Any help advice is appreciated even if its just a link to some good reads
Thanks
 

SpaceMouse

Fun Lover
There are several good books out there that talk about laying track. I'd suggest finding one.

Instead of wire cutters, you will need to invest in a pair of Xuron rail cutters. It will set you back $12-15 depending on where you buy them, The biggest asset you will have is patience. Track-work has to be good or the layout is not fun. Period.

Once you get it as close to perfect as you can, you take a file to take care of the rough edges. Run a car over each joint back and forth until you can no longer feel any clicks. Turnouts are the most work. The points should be filed flush with the rail and the frog should be smooth so the there is no hop going through.

Another good investment is an NMRA guage. This will help you check to see that your track is set at the right specs. Believe it or not, all commercial turnouts are suspect.
 

Dominick

Member
Looks like 2 good investments track cutters look like wire cutters
but from the looks of them they have a thinner head more apt to cut and less likely to squash the track correct?
 

Selector

Well-Known Member
Yes, the Xuron Rail Nippers are hard and sharp and force the bit that you want to remove away from the piece you want to place on the layout. So, when you cut the rail, the flat side of both jaws goes toward the "good" piece of rail you have measured. The wedge on the upper sides of the two jaws will force the rejected piece away from you like a bullet...so watch your eyes!

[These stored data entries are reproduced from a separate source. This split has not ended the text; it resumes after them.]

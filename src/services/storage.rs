use async_trait::async_trait;
use aws_sdk_s3::Client;
use aws_sdk_s3::config::http::HttpResponse;
use aws_sdk_s3::error::SdkError;
use aws_sdk_s3::primitives::ByteStream;
use aws_sdk_s3::types::{CompletedMultipartUpload, CompletedPart, ObjectCannedAcl};
use bytes::Bytes;
use chrono::{DateTime, Utc};
use std::fmt;
use thiserror::Error;

/// Optimistic-concurrency token the store assigns on every write.
///
/// Opaque to callers: the only meaningful operation is equality with the
/// token returned by a later metadata fetch. On versioned buckets the token
/// is also pinned to the object version it was read from.
#[derive(Debug, Clone, PartialEq, Eq, Hash)]
pub struct Generation {
    token: String,
    version_id: Option<String>,
}

impl Generation {
    pub fn new(token: impl Into<String>) -> Self {
        Self {
            token: token.into(),
            version_id: None,
        }
    }

    pub fn with_version_id(mut self, version_id: impl Into<String>) -> Self {
        self.version_id = Some(version_id.into());
        self
    }

    pub fn as_str(&self) -> &str {
        &self.token
    }

    pub fn version_id(&self) -> Option<&str> {
        self.version_id.as_deref()
    }
}

impl From<u64> for Generation {
    fn from(value: u64) -> Self {
        Self::new(value.to_string())
    }
}

impl fmt::Display for Generation {
    fn fmt(&self, f: &mut fmt::Formatter<'_>) -> fmt::Result {
        match &self.version_id {
            Some(version) => write!(f, "{} (version {})", self.token, version),
            None => f.write_str(&self.token),
        }
    }
}

#[derive(Debug, Clone)]
pub struct ObjectMeta {
    pub key: String,
    pub generation: Generation,
    pub size: u64,
    pub updated_at: Option<DateTime<Utc>>,
}

#[derive(Debug, Error)]
pub enum StoreError {
    #[error("object {0} not found")]
    NotFound(String),

    #[error("generation mismatch on {key}: expected {expected}")]
    GenerationMismatch { key: String, expected: Generation },

    #[error(transparent)]
    Backend(#[from] anyhow::Error),
}

/// Streaming write of a single object. Nothing is visible under the key
/// until `finish` succeeds.
///
/// A writer whose `write` or `finish` failed, or was cancelled, must be
/// passed to `abort` so the store can release the partial upload.
#[async_trait]
pub trait ObjectWriter: Send {
    async fn write(&mut self, chunk: Bytes) -> Result<(), StoreError>;

    async fn finish(&mut self) -> Result<ObjectMeta, StoreError>;

    /// Discards everything written so far. Best effort.
    async fn abort(self: Box<Self>);
}

/// Remote object storage as seen by the transfer pipeline.
///
/// Implementations must be safe to share between concurrently running
/// workers; every call is independent per key.
#[async_trait]
pub trait ObjectStore: Send + Sync {
    fn bucket(&self) -> &str;

    fn backend_name(&self) -> &'static str;

    async fn open_writer(
        &self,
        key: &str,
        content_type: &str,
    ) -> Result<Box<dyn ObjectWriter>, StoreError>;

    async fn grant_public_read(&self, key: &str) -> Result<(), StoreError>;

    async fn stat(&self, key: &str) -> Result<ObjectMeta, StoreError>;

    /// Deletes `key` only if its current generation is still `generation`.
    async fn delete_if_generation(
        &self,
        key: &str,
        generation: &Generation,
    ) -> Result<(), StoreError>;
}

fn http_status<E>(err: &SdkError<E, HttpResponse>) -> Option<u16> {
    err.raw_response().map(|r| r.status().as_u16())
}

pub struct S3ObjectStore {
    client: Client,
    bucket: String,
}

impl S3ObjectStore {
    pub fn new(client: Client, bucket: String) -> Self {
        Self { client, bucket }
    }
}

#[async_trait]
impl ObjectStore for S3ObjectStore {
    fn bucket(&self) -> &str {
        &self.bucket
    }

    fn backend_name(&self) -> &'static str {
        "s3"
    }

    async fn open_writer(
        &self,
        key: &str,
        content_type: &str,
    ) -> Result<Box<dyn ObjectWriter>, StoreError> {
        let multipart_upload_res = self
            .client
            .create_multipart_upload()
            .bucket(&self.bucket)
            .key(key)
            .content_type(content_type)
            .send()
            .await
            .map_err(anyhow::Error::from)?;

        let upload_id = multipart_upload_res
            .upload_id()
            .ok_or_else(|| anyhow::anyhow!("No upload ID for {}", key))?
            .to_string();

        Ok(Box::new(S3ObjectWriter {
            client: self.client.clone(),
            bucket: self.bucket.clone(),
            key: key.to_string(),
            upload_id,
            parts: Vec::new(),
            next_part: 1,
            size: 0,
        }))
    }

    async fn grant_public_read(&self, key: &str) -> Result<(), StoreError> {
        self.client
            .put_object_acl()
            .bucket(&self.bucket)
            .key(key)
            .acl(ObjectCannedAcl::PublicRead)
            .send()
            .await
            .map_err(anyhow::Error::from)?;
        Ok(())
    }

    async fn stat(&self, key: &str) -> Result<ObjectMeta, StoreError> {
        let res = match self
            .client
            .head_object()
            .bucket(&self.bucket)
            .key(key)
            .send()
            .await
        {
            Ok(res) => res,
            Err(e) => {
                let not_found = e.as_service_error().is_some_and(|s| s.is_not_found())
                    || http_status(&e) == Some(404);
                if not_found {
                    return Err(StoreError::NotFound(key.to_string()));
                }
                return Err(anyhow::Error::from(e).into());
            }
        };

        let generation = res
            .e_tag()
            .map(Generation::new)
            .ok_or_else(|| anyhow::anyhow!("Object {} has no ETag", key))?;

        // Unversioned buckets report the literal version "null"
        let generation = match res.version_id().filter(|v| *v != "null") {
            Some(version_id) => generation.with_version_id(version_id),
            None => generation,
        };

        let updated_at = res.last_modified().map(|d| {
            DateTime::from_timestamp(d.secs(), d.subsec_nanos()).unwrap_or_default()
        });

        Ok(ObjectMeta {
            key: key.to_string(),
            generation,
            size: res.content_length().unwrap_or(0).max(0) as u64,
            updated_at,
        })
    }

    async fn delete_if_generation(
        &self,
        key: &str,
        generation: &Generation,
    ) -> Result<(), StoreError> {
        let req = self
            .client
            .delete_object()
            .bucket(&self.bucket)
            .key(key)
            .if_match(generation.as_str());

        // A pinned version never removes a newer write, even one with identical bytes
        let req = match generation.version_id() {
            Some(version_id) => req.version_id(version_id),
            None => req,
        };

        let res = req.send().await;

        match res {
            Ok(_) => Ok(()),
            Err(e) => match http_status(&e) {
                Some(412) => Err(StoreError::GenerationMismatch {
                    key: key.to_string(),
                    expected: generation.clone(),
                }),
                Some(404) => Err(StoreError::NotFound(key.to_string())),
                _ => {
                    tracing::error!(
                        "S3 conditional delete failed: bucket={}, key={}, error={:?}",
                        self.bucket,
                        key,
                        e
                    );
                    Err(anyhow::Error::from(e).into())
                }
            },
        }
    }
}

/// Multipart upload that completes on `finish`.
pub struct S3ObjectWriter {
    client: Client,
    bucket: String,
    key: String,
    upload_id: String,
    parts: Vec<CompletedPart>,
    next_part: i32,
    size: u64,
}

#[async_trait]
impl ObjectWriter for S3ObjectWriter {
    async fn write(&mut self, chunk: Bytes) -> Result<(), StoreError> {
        let len = chunk.len() as u64;
        let upload_part_res = self
            .client
            .upload_part()
            .bucket(&self.bucket)
            .key(&self.key)
            .upload_id(&self.upload_id)
            .body(ByteStream::from(chunk))
            .part_number(self.next_part)
            .send()
            .await
            .map_err(anyhow::Error::from)?;

        self.parts.push(
            CompletedPart::builder()
                .e_tag(upload_part_res.e_tag().unwrap_or_default())
                .part_number(self.next_part)
                .build(),
        );

        self.next_part += 1;
        self.size += len;
        Ok(())
    }

    async fn finish(&mut self) -> Result<ObjectMeta, StoreError> {
        // S3 refuses to complete an upload without parts
        if self.parts.is_empty() {
            self.write(Bytes::new()).await?;
        }

        let completed_multipart_upload = CompletedMultipartUpload::builder()
            .set_parts(Some(std::mem::take(&mut self.parts)))
            .build();

        let res = self
            .client
            .complete_multipart_upload()
            .bucket(&self.bucket)
            .key(&self.key)
            .upload_id(&self.upload_id)
            .multipart_upload(completed_multipart_upload)
            .send()
            .await
            .map_err(anyhow::Error::from)?;

        let generation = res
            .e_tag()
            .map(Generation::new)
            .ok_or_else(|| anyhow::anyhow!("Completed upload of {} has no ETag", self.key))?;

        Ok(ObjectMeta {
            key: self.key.clone(),
            generation,
            size: self.size,
            updated_at: Some(Utc::now()),
        })
    }

    async fn abort(self: Box<Self>) {
        if let Err(e) = self
            .client
            .abort_multipart_upload()
            .bucket(&self.bucket)
            .key(&self.key)
            .upload_id(&self.upload_id)
            .send()
            .await
        {
            tracing::warn!(
                "S3 abort_multipart_upload failed: key={}, upload_id={}, error={:?}",
                self.key,
                self.upload_id,
                e
            );
        }
    }
}
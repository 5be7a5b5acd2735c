use super::batch::BatchSession;
use super::error::TransferError;

/// Grants read access to all principals on a finalized object.
///
/// The bytes are already durable when this runs; a failure here still fails
/// the job and nothing is rolled back.
pub(super) async fn grant_public_read(
    session: &BatchSession,
    key: &str,
) -> Result<(), TransferError> {
    session
        .bounded(key, session.store().grant_public_read(key))
        .await?
        .map_err(|source| TransferError::Visibility {
            key: key.to_string(),
            source,
        })
}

One thing you may have had were curves too sharp for the couplers to handle...the glad hands between the cars. Or, if you had really crude cuts at each rail end, you had sharp burrs that caught the wheels, maybe just the disk-like flanges that run inside the rail head, and that launched the axles up and out from between the rails.

When you nip your rails, take a metal file and bevel the top tire surface of the rail head a few degrees downward...you only need a couple of degrees and the "ramp" should be about 1/16" long. Do the same thing for the flange face, the inner surface of the rail that faces the opposite rail. This is very important on tight curves where the tightness forces the flanges to scrub the inner flange face along the curve. If you have any burrs or large gaps, th flanges will pick the edge and you know what will happen. Bevel the inner edges, effectively making a crude cam, and the flanges will find their ways along without complaint. Every time you cut rail, reach for the file. Also, do the same for all six rail ends of any turnouts you purchase.

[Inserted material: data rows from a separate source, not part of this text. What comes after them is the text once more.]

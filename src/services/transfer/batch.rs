use super::error::TransferError;
use super::types::public_url;
use crate::config::DrainPolicy;
use crate::services::storage::ObjectStore;
use std::future::Future;
use std::sync::Arc;
use std::time::Duration;
use tokio::sync::{Mutex, mpsc};
use tokio::time::{Instant, timeout_at};
use tracing::{debug, error, warn};

/// Slack the coordinator grants workers past the deadline to report their
/// own deadline errors before it gives up on them.
const DEADLINE_GRACE: Duration = Duration::from_millis(500);

/// Budget for releasing a partial upload, which may run after the deadline.
/// Kept below `DEADLINE_GRACE` so the keyed failure still reaches the coordinator.
const CLEANUP_GRACE: Duration = Duration::from_millis(250);

/// One client session per batch: the shared store handle plus the batch deadline.
///
/// Every worker receives a clone. Dropping the last clone releases the session.
#[derive(Clone)]
pub struct BatchSession {
    store: Arc<dyn ObjectStore>,
    public_host: Arc<str>,
    deadline: Instant,
}

impl BatchSession {
    pub fn new(store: Arc<dyn ObjectStore>, public_host: &str, timeout: Duration) -> Self {
        Self {
            store,
            public_host: Arc::from(public_host),
            deadline: Instant::now() + timeout,
        }
    }

    pub fn store(&self) -> &dyn ObjectStore {
        self.store.as_ref()
    }

    pub fn deadline(&self) -> Instant {
        self.deadline
    }

    pub fn public_url(&self, key: &str) -> String {
        public_url(&self.public_host, self.store.bucket(), key)
    }

    /// Fails fast for jobs picked up after the deadline has already passed.
    pub fn ensure_live(&self, key: &str) -> Result<(), TransferError> {
        if Instant::now() >= self.deadline {
            return Err(TransferError::DeadlineExceeded {
                key: key.to_string(),
            });
        }
        Ok(())
    }

    /// Runs a best-effort cleanup step, allowed to outlive the deadline by `CLEANUP_GRACE`.
    pub async fn cleanup<F: Future<Output = ()>>(&self, key: &str, fut: F) {
        let until = Instant::now().max(self.deadline) + CLEANUP_GRACE;
        if timeout_at(until, fut).await.is_err() {
            warn!("Cleanup of {} did not finish in time", key);
        }
    }

    /// Runs one blocking I/O step under the batch deadline.
    pub async fn bounded<F: Future>(&self, key: &str, fut: F) -> Result<F::Output, TransferError> {
        timeout_at(self.deadline, fut)
            .await
            .map_err(|_| TransferError::DeadlineExceeded {
                key: key.to_string(),
            })
    }
}

#[derive(Debug, Clone, Copy)]
pub(super) struct PoolSettings {
    pub workers: usize,
    pub drain_policy: DrainPolicy,
    pub pipeline: &'static str,
}

/// Drains `jobs` through a fixed pool of workers and aggregates one outcome per job.
///
/// Returns every value (in completion order) when all jobs succeed, otherwise the
/// first error observed.
pub(super) async fn run_batch<J, T, F, Fut>(
    settings: PoolSettings,
    session: BatchSession,
    jobs: Vec<J>,
    work: F,
) -> Result<Vec<T>, TransferError>
where
    J: Send + 'static,
    T: Send + 'static,
    F: Fn(BatchSession, J) -> Fut + Clone + Send + Sync + 'static,
    Fut: Future<Output = Result<T, TransferError>> + Send + 'static,
{
    let expected = jobs.len();
    if expected == 0 {
        return Ok(Vec::new());
    }

    let (job_tx, job_rx) = mpsc::channel::<J>(expected);
    for job in jobs {
        job_tx
            .send(job)
            .await
            .map_err(|_| TransferError::WorkersLost {
                completed: 0,
                expected,
            })?;
    }
    // Closed for writing: workers exit once the queue is drained
    drop(job_tx);

    let queue = Arc::new(Mutex::new(job_rx));
    let (outcome_tx, mut outcome_rx) = mpsc::channel::<Result<T, TransferError>>(expected);
    let collect_until = session.deadline() + DEADLINE_GRACE;

    let mut handles = Vec::with_capacity(settings.workers);
    for worker_id in 0..settings.workers {
        let queue = queue.clone();
        let outcome_tx = outcome_tx.clone();
        let session = session.clone();
        let work = work.clone();
        let pipeline = settings.pipeline;

        handles.push(tokio::spawn(async move {
            let mut processed = 0usize;
            loop {
                // Guard is released before the job runs
                let job = {
                    let mut rx = queue.lock().await;
                    rx.recv().await
                };
                let Some(job) = job else { break };

                let outcome = work(session.clone(), job).await;
                processed += 1;

                // Capacity equals the batch length; a send only fails after a
                // detached coordinator has already returned.
                let _ = outcome_tx.send(outcome).await;
            }
            debug!(
                "{} worker {} finished after {} jobs",
                pipeline, worker_id, processed
            );
        }));
    }
    drop(outcome_tx);
    drop(session);

    let mut results = Vec::with_capacity(expected);
    let mut first_error: Option<TransferError> = None;
    let mut completed = 0usize;

    while completed < expected {
        let outcome = match timeout_at(collect_until, outcome_rx.recv()).await {
            Ok(Some(outcome)) => outcome,
            Ok(None) => {
                error!(
                    "❌ {} workers exited after {} of {} jobs",
                    settings.pipeline, completed, expected
                );
                return Err(first_error.unwrap_or(TransferError::WorkersLost {
                    completed,
                    expected,
                }));
            }
            Err(_) => {
                warn!(
                    "⏰ {} batch deadline exceeded after {} of {} jobs",
                    settings.pipeline, completed, expected
                );
                return Err(first_error.unwrap_or(TransferError::BatchDeadlineExceeded {
                    completed,
                    expected,
                }));
            }
        };
        completed += 1;

        match outcome {
            Ok(value) => results.push(value),
            Err(e) => {
                warn!("⚠️  {} job failed: {}", settings.pipeline, e);
                if first_error.is_none() {
                    if settings.drain_policy == DrainPolicy::Detach {
                        return Err(e);
                    }
                    first_error = Some(e);
                }
            }
        }
    }

    for joined in futures::future::join_all(handles).await {
        if let Err(e) = joined {
            error!("{} worker panicked: {}", settings.pipeline, e);
        }
    }

    match first_error {
        Some(e) => {
            if !results.is_empty() {
                warn!(
                    "{} of {} {} jobs succeeded in a failed batch and are not reported",
                    results.len(),
                    expected,
                    settings.pipeline
                );
            }
            Err(e)
        }
        None => Ok(results),
    }
}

As Chip says above, commercial turnouts, 3 times out of 4, need tuning. The points rails are often the only problem, but also the guard rails adjacent to the frog (where the inner rails form the V) can sometimes be too far away from the close rail. We can talk about that in another thread later.
 

Dominick

Member
I thank you for the tutorial.
I do have one more concern I used to use cork under the rail
I know it helps dampen the sound and give a more realistic look but would it
be better to use some of that Styrofoam like you would use on the outside
wall in a basement? Or would this not provide enough bite for the small track nails?
And speaking of the nails how much force should be used to install the nails?
Meaning should the head just barely touch the tie-downs?
 

UP2CSX

Fleeing from Al
You can lay track down directly on styrofoam. This works fine for yards and industrial trackage but you'll want a subroadbed for mainline track to give you a higher, more realistic ballast profile. Cork is the traditional choice but I've had a lot more success with Woodland Scenics Track-Bed like that at http://www.woodlandscenics.com/items.cfm/HOScaleTrackBedSystem. You can get it a lot cheaper at on-line discounters like MB Klein and Hobbylinc. It's easy to use and deadens sound better than cork.

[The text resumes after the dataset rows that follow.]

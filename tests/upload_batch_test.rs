use async_trait::async_trait;
use bytes::Bytes;
use media_transfer::config::{DrainPolicy, TransferConfig};
use media_transfer::services::memory_storage::{FaultPoint, MemoryObjectStore};
use media_transfer::services::storage::{
    Generation, ObjectMeta, ObjectStore, ObjectWriter, StoreError,
};
use media_transfer::services::transfer::{
    FilePayload, Payload, PayloadReader, TransferError, TransferService, UploadJob,
};
use std::collections::HashSet;
use std::io::{self, Write};
use std::pin::Pin;
use std::sync::Arc;
use std::sync::atomic::{AtomicBool, Ordering};
use std::task::{Context, Poll};
use std::time::{Duration, Instant};
use tokio::io::{AsyncRead, ReadBuf};

const DESTINATION: &str = "images/test/";

fn setup(config: TransferConfig) -> (MemoryObjectStore, TransferService) {
    let store = MemoryObjectStore::new(config.bucket.clone());
    let service = TransferService::new(Arc::new(store.clone()), &config);
    (store, service)
}

fn image_job(name: &str) -> UploadJob {
    let ext = name.rsplit('.').next().unwrap_or_default().to_string();
    UploadJob::new(
        Bytes::from(format!("bytes of {}", name)),
        DESTINATION,
        name,
        ext,
    )
}

struct BrokenReader;

impl AsyncRead for BrokenReader {
    fn poll_read(
        self: Pin<&mut Self>,
        _cx: &mut Context<'_>,
        _buf: &mut ReadBuf<'_>,
    ) -> Poll<io::Result<()>> {
        Poll::Ready(Err(io::Error::new(
            io::ErrorKind::ConnectionReset,
            "stream reset",
        )))
    }
}

struct BrokenPayload;

#[async_trait]
impl Payload for BrokenPayload {
    async fn open(&self) -> io::Result<PayloadReader> {
        Ok(Box::new(BrokenReader))
    }
}

/// Payload that only becomes readable after a delay.
struct SlowPayload {
    delay: Duration,
    data: Bytes,
}

#[async_trait]
impl Payload for SlowPayload {
    async fn open(&self) -> io::Result<PayloadReader> {
        tokio::time::sleep(self.delay).await;
        Ok(Box::new(io::Cursor::new(self.data.clone())))
    }
}

/// Store whose writers never complete: `finish` fails, or stalls when a
/// delay is set. Records whether the pipeline released the upload.
struct UnfinishableStore {
    inner: MemoryObjectStore,
    stall: Option<Duration>,
    aborted: Arc<AtomicBool>,
}

struct UnfinishableWriter {
    stall: Option<Duration>,
    aborted: Arc<AtomicBool>,
}

#[async_trait]
impl ObjectWriter for UnfinishableWriter {
    async fn write(&mut self, _chunk: Bytes) -> Result<(), StoreError> {
        Ok(())
    }

    async fn finish(&mut self) -> Result<ObjectMeta, StoreError> {
        if let Some(stall) = self.stall {
            tokio::time::sleep(stall).await;
        }
        Err(anyhow::anyhow!("complete failed").into())
    }

    async fn abort(self: Box<Self>) {
        self.aborted.store(true, Ordering::SeqCst);
    }
}

#[async_trait]
impl ObjectStore for UnfinishableStore {
    fn bucket(&self) -> &str {
        self.inner.bucket()
    }

    fn backend_name(&self) -> &'static str {
        "unfinishable"
    }

    async fn open_writer(
        &self,
        _key: &str,
        _content_type: &str,
    ) -> Result<Box<dyn ObjectWriter>, StoreError> {
        Ok(Box::new(UnfinishableWriter {
            stall: self.stall,
            aborted: self.aborted.clone(),
        }))
    }

    async fn grant_public_read(&self, key: &str) -> Result<(), StoreError> {
        self.inner.grant_public_read(key).await
    }

    async fn stat(&self, key: &str) -> Result<ObjectMeta, StoreError> {
        self.inner.stat(key).await
    }

    async fn delete_if_generation(
        &self,
        key: &str,
        generation: &Generation,
    ) -> Result<(), StoreError> {
        self.inner.delete_if_generation(key, generation).await
    }
}

fn unfinishable(stall: Option<Duration>) -> (Arc<AtomicBool>, Arc<dyn ObjectStore>) {
    let aborted = Arc::new(AtomicBool::new(false));
    let store = UnfinishableStore {
        inner: MemoryObjectStore::new("bucket"),
        stall,
        aborted: aborted.clone(),
    };
    (aborted, Arc::new(store))
}

#[tokio::test]
async fn test_upload_three_images() {
    let (store, service) = setup(TransferConfig::development());

    let jobs = vec![image_job("a.png"), image_job("b.jpg"), image_job("c.jpeg")];
    let results = service.upload_batch(jobs).await.unwrap();

    assert_eq!(results.len(), 3);
    let urls: HashSet<String> = results.iter().map(|r| r.url.clone()).collect();
    let expected: HashSet<String> = ["a.png", "b.jpg", "c.jpeg"]
        .iter()
        .map(|n| format!("https://storage.example/bucket/images/test/{}", n))
        .collect();
    assert_eq!(urls, expected);

    for result in &results {
        assert!(!result.file_name.is_empty());
        let url = url::Url::parse(&result.url).unwrap();
        assert_eq!(url.scheme(), "https");
        assert_eq!(url.host_str(), Some("storage.example"));
        assert!(url.path().ends_with(&result.file_name));
        assert!(url.path().contains(DESTINATION));
    }

    let stored = store.get("images/test/a.png").unwrap();
    assert_eq!(&stored.data[..], b"bytes of a.png");
    assert_eq!(stored.content_type, "image/png");
    assert!(stored.public);
    assert_eq!(store.get("images/test/c.jpeg").unwrap().content_type, "image/jpeg");
    assert!(store.is_public("images/test/b.jpg"));
}

#[tokio::test]
async fn test_batch_larger_than_pool() {
    let (store, service) = setup(TransferConfig::development());

    let jobs: Vec<UploadJob> = (0..23).map(|i| image_job(&format!("{}.png", i))).collect();
    let results = service.upload_batch(jobs).await.unwrap();

    assert_eq!(results.len(), 23);
    let names: HashSet<&str> = results.iter().map(|r| r.file_name.as_str()).collect();
    assert_eq!(names.len(), 23);
    assert_eq!(store.len(), 23);
}

#[tokio::test]
async fn test_empty_batch_is_noop() {
    let (store, service) = setup(TransferConfig::development());
    let results = service.upload_batch(Vec::new()).await.unwrap();
    assert!(results.is_empty());
    assert!(store.is_empty());
}

#[tokio::test]
async fn test_write_failure_fails_whole_batch() {
    let (store, service) = setup(TransferConfig::development());
    store.inject_fault(FaultPoint::Write, "images/test/b.jpg");

    let jobs = vec![image_job("a.png"), image_job("b.jpg"), image_job("c.jpeg")];
    let err = service.upload_batch(jobs).await.unwrap_err();

    assert!(matches!(err, TransferError::Write { .. }));
    assert_eq!(err.key(), Some("images/test/b.jpg"));

    // Other jobs still ran to completion; nothing is rolled back
    assert!(!store.contains("images/test/b.jpg"));
    assert!(store.is_public("images/test/a.png"));
    assert!(store.is_public("images/test/c.jpeg"));
}

#[tokio::test]
async fn test_finalize_failure_leaves_nothing_behind() {
    let (store, service) = setup(TransferConfig::development());
    store.inject_fault(FaultPoint::Finalize, "images/test/a.png");

    let err = service
        .upload_batch(vec![image_job("a.png")])
        .await
        .unwrap_err();

    assert!(matches!(err, TransferError::Finalize { .. }));
    assert!(!store.contains("images/test/a.png"));
}

#[tokio::test]
async fn test_failed_finalize_releases_upload() {
    let (aborted, store) = unfinishable(None);
    let service = TransferService::new(store, &TransferConfig::development());

    let err = service
        .upload_batch(vec![image_job("a.png")])
        .await
        .unwrap_err();

    assert!(matches!(err, TransferError::Finalize { .. }));
    assert!(err.to_string().contains("complete failed"));
    assert!(aborted.load(Ordering::SeqCst));
}

#[tokio::test]
async fn test_finalize_past_deadline_releases_upload() {
    let config = TransferConfig {
        batch_deadline: Duration::from_millis(100),
        ..TransferConfig::development()
    };
    let (aborted, store) = unfinishable(Some(Duration::from_secs(5)));
    let service = TransferService::new(store, &config);

    let started = Instant::now();
    let err = service
        .upload_batch(vec![image_job("a.png")])
        .await
        .unwrap_err();

    assert!(err.is_deadline(), "unexpected error: {}", err);
    assert_eq!(err.key(), Some("images/test/a.png"));
    assert!(aborted.load(Ordering::SeqCst));
    assert!(started.elapsed() < Duration::from_secs(3));
}

#[tokio::test]
async fn test_visibility_failure_is_job_failure() {
    let (store, service) = setup(TransferConfig::development());
    store.inject_fault(FaultPoint::Visibility, "images/test/a.png");

    let err = service
        .upload_batch(vec![image_job("a.png")])
        .await
        .unwrap_err();

    assert!(matches!(err, TransferError::Visibility { .. }));
    // Written but not public
    assert!(store.contains("images/test/a.png"));
    assert!(!store.is_public("images/test/a.png"));
}

#[tokio::test]
async fn test_payload_open_failure() {
    let (store, service) = setup(TransferConfig::development());
    let job = UploadJob::new(
        FilePayload::new("/nonexistent/upload.png"),
        DESTINATION,
        "missing.png",
        "png",
    );

    let err = service.upload_batch(vec![job]).await.unwrap_err();
    assert!(matches!(err, TransferError::PayloadOpen { .. }));
    assert_eq!(err.key(), Some("images/test/missing.png"));
    assert!(store.is_empty());
}

#[tokio::test]
async fn test_payload_read_failure() {
    let (store, service) = setup(TransferConfig::development());
    let job = UploadJob::new(BrokenPayload, DESTINATION, "broken.png", "png");

    let err = service.upload_batch(vec![job]).await.unwrap_err();
    assert!(matches!(err, TransferError::PayloadRead { .. }));
    assert!(err.to_string().contains("stream reset"));
    assert!(store.is_empty());
}

#[tokio::test]
async fn test_file_payload_upload() {
    let mut file = tempfile::NamedTempFile::new().unwrap();
    file.write_all(b"\x89PNG\r\n\x1a\nfake image").unwrap();

    let (store, service) = setup(TransferConfig::development());
    let job = UploadJob::new(FilePayload::new(file.path()), "products/", "p1.png", "png");

    let results = service.upload_batch(vec![job]).await.unwrap();
    assert_eq!(results[0].url, "https://storage.example/bucket/products/p1.png");
    assert_eq!(
        &store.get("products/p1.png").unwrap().data[..],
        b"\x89PNG\r\n\x1a\nfake image"
    );
}

#[tokio::test]
async fn test_deadline_cancels_in_flight_jobs() {
    let config = TransferConfig {
        batch_deadline: Duration::from_millis(100),
        ..TransferConfig::development()
    };
    let store = MemoryObjectStore::new("bucket").with_latency(Duration::from_secs(5));
    let service = TransferService::new(Arc::new(store.clone()), &config);

    let started = Instant::now();
    let jobs: Vec<UploadJob> = (0..8).map(|i| image_job(&format!("{}.png", i))).collect();
    let err = service.upload_batch(jobs).await.unwrap_err();

    assert!(err.is_deadline(), "unexpected error: {}", err);
    assert!(started.elapsed() < Duration::from_secs(3));
    assert!(store.is_empty());
}

#[tokio::test]
async fn test_detach_policy_returns_first_error() {
    let config = TransferConfig {
        drain_policy: DrainPolicy::Detach,
        workers: 2,
        ..TransferConfig::development()
    };
    let (store, service) = setup(config);

    let jobs = vec![
        UploadJob::new(BrokenPayload, DESTINATION, "broken.png", "png"),
        UploadJob::new(
            SlowPayload {
                delay: Duration::from_secs(2),
                data: Bytes::from_static(b"late"),
            },
            DESTINATION,
            "late.png",
            "png",
        ),
    ];

    let started = Instant::now();
    let err = service.upload_batch(jobs).await.unwrap_err();

    assert_eq!(err.key(), Some("images/test/broken.png"));
    // Returned without waiting on the slow job
    assert!(started.elapsed() < Duration::from_secs(1));
    assert!(!store.contains("images/test/late.png"));
}

#[tokio::test]
async fn test_await_drain_waits_for_slow_jobs() {
    let config = TransferConfig {
        workers: 2,
        ..TransferConfig::development()
    };
    let (store, service) = setup(config);

    let jobs = vec![
        UploadJob::new(BrokenPayload, DESTINATION, "broken.png", "png"),
        UploadJob::new(
            SlowPayload {
                delay: Duration::from_millis(300),
                data: Bytes::from_static(b"late"),
            },
            DESTINATION,
            "late.png",
            "png",
        ),
    ];

    let err = service.upload_batch(jobs).await.unwrap_err();

    assert_eq!(err.key(), Some("images/test/broken.png"));
    assert!(store.is_public("images/test/late.png"));
}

Track nails are really a thing of the past. They don't hold well in styrofoam and they also don't look very realistic. A better solution is cheap latex caulk in a tube. You first glue down the styrofoam if you're using that as the base of your layout. You then glue down the subroadbed and then spread a thin layer to hold the track. You can use a few nails to keep things in alignment until the caulk dries and then pull them. Once you ballast the tracks, you won't see any evidence of the caulk.